March 31, 2017 at 3:08 pm

Internally displaced people, who fled from the clashes between the Iraqi Army and Daesh terrorists, wait in a line to receive humanitarian aid in Nineveh, Iraq on 29 March 2017 [Yunus Keleş/Anadolu]

United Nations Secretary-General Antonio Guterres today called on world powers to increase aid to help people fleeing the Iraqi city of Mosul which government forces have been battling to retake from Daesh.

Iraqi forces have recaptured most of the country’s second-largest city from the terrorist group in a massive six-month campaign.

But at least 355,000 residents have fled fighting, according to the government, and some 400,000 civilians remain trapped inside the densely-populated Old City where street battles have raged for weeks.

Read: Iraqi military says 61 bodies found in collapsed Mosul building

“We don’t have the resources necessary to support these people,” Guterres told reporters during a visit to the Hassan Sham Camp, one of several centres outside Mosul packed with civilians escaping the fighting.

The UN and Iraqi authorities have been building more camps but struggle to accommodate new arrivals with two families sometimes having to share one tent.

Unfortunately our [aid] programme is only eight per cent funded.

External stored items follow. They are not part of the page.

//! Threshold analysis of campaign performance rows.
//!
//! Aggregates are computed from whichever source fields the rows expose:
//!
//! | Metric            | Preferred source                         | Fallback                |
//! |-------------------|------------------------------------------|-------------------------|
//! | `roas`            | Σ conversions_value / (Σ cost_micros/1e6) | Σ conversions·1e6 / Σ cost_micros, then mean `metrics.roas` |
//! | `ctr` (%)         | Σ clicks / Σ impressions · 100           | mean `metrics.ctr` · 100 |
//! | `conversion_rate` | Σ conversions / Σ clicks · 100           | none                    |

use serde::Serialize;

use crate::domain::recommendation::DEFAULT_TOLERANCE;
use crate::domain::{Recommendation, Row, Verdict};
use crate::error::AdsError;

/// Default ROAS target of the `optimize` command.
pub const DEFAULT_TARGET_ROAS: f64 = 3.0;
/// Default CTR target (percent) of the `optimize` command.
pub const DEFAULT_TARGET_CTR: f64 = 2.0;
/// Conversion rate (percent) below which landing pages need attention.
pub const CONVERSION_RATE_BENCHMARK: f64 = 2.0;
/// A campaign whose ROAS is below this share of the target is a low
/// performer.
pub const LOW_PERFORMER_RATIO: f64 = 0.5;

const MICROS: f64 = 1_000_000.0;

/// Account-level aggregates; `None` when the source fields are absent.
#[derive(Debug, Clone, Default, PartialEq, Serialize)]
pub struct AggregateMetrics {
    /// Return on ad spend.
    pub roas: Option<f64>,
    /// Click-through rate in percent.
    pub ctr_percent: Option<f64>,
    /// Conversions per click in percent.
    pub conversion_rate_percent: Option<f64>,
    /// Σ `metrics.cost_micros`.
    pub total_cost_micros: f64,
    /// Σ `metrics.conversions`.
    pub total_conversions: f64,
}

impl AggregateMetrics {
    /// Computes the aggregates over `rows`.
    #[must_use]
    pub fn from_rows(rows: &[Row]) -> Self {
        let cost = sum(rows, "metrics.cost_micros");
        let conversions = sum(rows, "metrics.conversions");
        let value = sum(rows, "metrics.conversions_value");
        let clicks = sum(rows, "metrics.clicks");
        let impressions = sum(rows, "metrics.impressions");

        let roas = match (value, conversions, cost) {
            (Some(value), _, Some(cost)) => Some(ratio(value, cost / MICROS)),
            (None, Some(conversions), Some(cost)) => Some(ratio(conversions * MICROS, cost)),
            _ => mean(rows, "metrics.roas"),
        };
        let ctr_percent = match (clicks, impressions) {
            (Some(clicks), Some(impressions)) => Some(ratio(clicks, impressions) * 100.0),
            _ => mean(rows, "metrics.ctr").map(|ctr| ctr * 100.0),
        };
        let conversion_rate_percent = match (conversions, clicks) {
            (Some(conversions), Some(clicks)) => Some(ratio(conversions, clicks) * 100.0),
            _ => None,
        };

        Self {
            roas,
            ctr_percent,
            conversion_rate_percent,
            total_cost_micros: cost.unwrap_or(0.0),
            total_conversions: conversions.unwrap_or(0.0),
        }
    }
}

/// Result of [`analyze_campaigns`].
#[derive(Debug, Clone, PartialEq, Serialize)]
pub struct CampaignAnalysis {
    /// Aggregates over every row.
    pub metrics: AggregateMetrics,
    /// One entry per metric that could be computed.
    pub recommendations: Vec<Recommendation>,
    /// Campaigns with ROAS below half the target.
    pub low_performers: Vec<String>,
    /// Campaigns with ROAS above the target.
    pub high_performers: Vec<String>,
}

/// Compares the rows' aggregates against the targets.
///
/// # Errors
///
/// Returns [`AdsError::InvalidInput`] for a non-positive or non-finite
/// target and [`AdsError::Analysis`] when no known metric can be computed
/// from the rows.
pub fn analyze(
    rows: &[Row],
    target_roas: f64,
    target_ctr: f64,
) -> Result<Vec<Recommendation>, AdsError> {
    validate_targets(target_roas, target_ctr)?;
    recommend(&AggregateMetrics::from_rows(rows), target_roas, target_ctr)
}

/// [`analyze`] plus the aggregates and per-campaign performer lists.
///
/// # Errors
///
/// Same as [`analyze`].
pub fn analyze_campaigns(
    rows: &[Row],
    target_roas: f64,
    target_ctr: f64,
) -> Result<CampaignAnalysis, AdsError> {
    validate_targets(target_roas, target_ctr)?;
    let metrics = AggregateMetrics::from_rows(rows);
    let recommendations = recommend(&metrics, target_roas, target_ctr)?;

    let mut low_performers = Vec::new();
    let mut high_performers = Vec::new();
    for row in rows {
        let Some(roas) = campaign_roas(row) else {
            continue;
        };
        let name = row
            .get("campaign.name")
            .map(|v| v.render())
            .filter(|n| !n.is_empty())
            .unwrap_or_else(|| "Unknown".to_string());
        if roas < target_roas * LOW_PERFORMER_RATIO {
            low_performers.push(name);
        } else if roas > target_roas {
            high_performers.push(name);
        }
    }
    tracing::debug!(
        low = low_performers.len(),
        high = high_performers.len(),
        "classified campaigns"
    );

    Ok(CampaignAnalysis {
        metrics,
        recommendations,
        low_performers,
        high_performers,
    })
}

fn recommend(
    metrics: &AggregateMetrics,
    target_roas: f64,
    target_ctr: f64,
) -> Result<Vec<Recommendation>, AdsError> {
    let mut out = Vec::new();
    if let Some(roas) = metrics.roas {
        out.push(recommendation("roas", roas, target_roas, roas_advice));
    }
    if let Some(ctr) = metrics.ctr_percent {
        out.push(recommendation("ctr", ctr, target_ctr, ctr_advice));
    }
    if let Some(rate) = metrics.conversion_rate_percent {
        out.push(recommendation(
            "conversion_rate",
            rate,
            CONVERSION_RATE_BENCHMARK,
            conversion_rate_advice,
        ));
    }
    if out.is_empty() {
        return Err(AdsError::Analysis(
            "rows expose none of cost/conversions, clicks/impressions, metrics.roas or metrics.ctr"
                .to_string(),
        ));
    }
    Ok(out)
}

fn recommendation(
    metric: &str,
    observed: f64,
    target: f64,
    advice: fn(Verdict) -> &'static str,
) -> Recommendation {
    let verdict = Verdict::classify(observed, target, DEFAULT_TOLERANCE);
    Recommendation {
        metric_name: metric.to_string(),
        observed_value: observed,
        target_value: target,
        verdict,
        advice: advice(verdict).to_string(),
    }
}

const fn roas_advice(verdict: Verdict) -> &'static str {
    match verdict {
        Verdict::Below => {
            "ROAS below target: pause low-performing campaigns, raise bids on \
             high-converting keywords and review ad copy"
        }
        Verdict::At => "ROAS on target: keep current bids and budgets",
        Verdict::Above => "ROAS above target: consider increasing budget for top performers",
    }
}

const fn ctr_advice(verdict: Verdict) -> &'static str {
    match verdict {
        Verdict::Below => {
            "CTR below target: improve ad headlines and descriptions, add more relevant \
             keywords and use ad extensions"
        }
        Verdict::At => "CTR on target: keep testing ad variations",
        Verdict::Above => "CTR above target: ads are relevant; test broader keywords for reach",
    }
}

const fn conversion_rate_advice(verdict: Verdict) -> &'static str {
    match verdict {
        Verdict::Below => "Low conversion rate: optimize landing pages",
        Verdict::At => "Conversion rate at benchmark: test landing page variants",
        Verdict::Above => "Conversion rate above benchmark: landing pages convert well",
    }
}

/// Checks both targets are finite and positive.
///
/// # Errors
///
/// Returns [`AdsError::InvalidInput`] naming the offending target.
pub fn validate_targets(target_roas: f64, target_ctr: f64) -> Result<(), AdsError> {
    validate_target("target ROAS", target_roas)?;
    validate_target("target CTR", target_ctr)
}

fn validate_target(name: &str, target: f64) -> Result<(), AdsError> {
    if target.is_finite() && target > 0.0 {
        Ok(())
    } else {
        Err(AdsError::InvalidInput(format!(
            "{name} must be a positive number, got {target}"
        )))
    }
}

/// ROAS of a single row with spend; `None` without spend.
fn campaign_roas(row: &Row) -> Option<f64> {
    let cost = row.get_f64("metrics.cost_micros").filter(|c| *c > 0.0)?;
    if let Some(value) = row.get_f64("metrics.conversions_value") {
        return Some(value / (cost / MICROS));
    }
    let conversions = row.get_f64("metrics.conversions").unwrap_or(0.0);
    Some(conversions * MICROS / cost)
}

/// Σ `field` over the rows that expose it; `None` if none do.
fn sum(rows: &[Row], field: &str) -> Option<f64> {
    rows.iter()
        .filter_map(|row| row.get_f64(field))
        .fold(None, |acc, v| Some(acc.unwrap_or(0.0) + v))
}

fn mean(rows: &[Row], field: &str) -> Option<f64> {
    let values: Vec<f64> = rows.iter().filter_map(|row| row.get_f64(field)).collect();
    if values.is_empty() {
        return None;
    }
    #[allow(clippy::cast_precision_loss)]
    let n = values.len() as f64;
    Some(values.iter().sum::<f64>() / n)
}

/// `numerator / denominator`, 0 when the denominator is not positive.
fn ratio(numerator: f64, denominator: f64) -> f64 {
    if denominator > 0.0 {
        numerator / denominator
    } else {
        0.0
    }
}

During his visit, which lasted about half an hour, residents complained to Guterres about the quality of drinking water and poor living conditions in tents frequented by mice and insects.

“We want to go back to our villages. We are fed up,” said Saqr Younis, who fled to Mosul when Daesh arrived in his village in 2014.

“If we had died by bombardment it would have been more merciful,” he added. Saqr has been in the camp for four months.

Many of the displaced have returned to their homes in areas retaken from Daesh but some, like Saqr, have not yet been allowed to return by the authorities.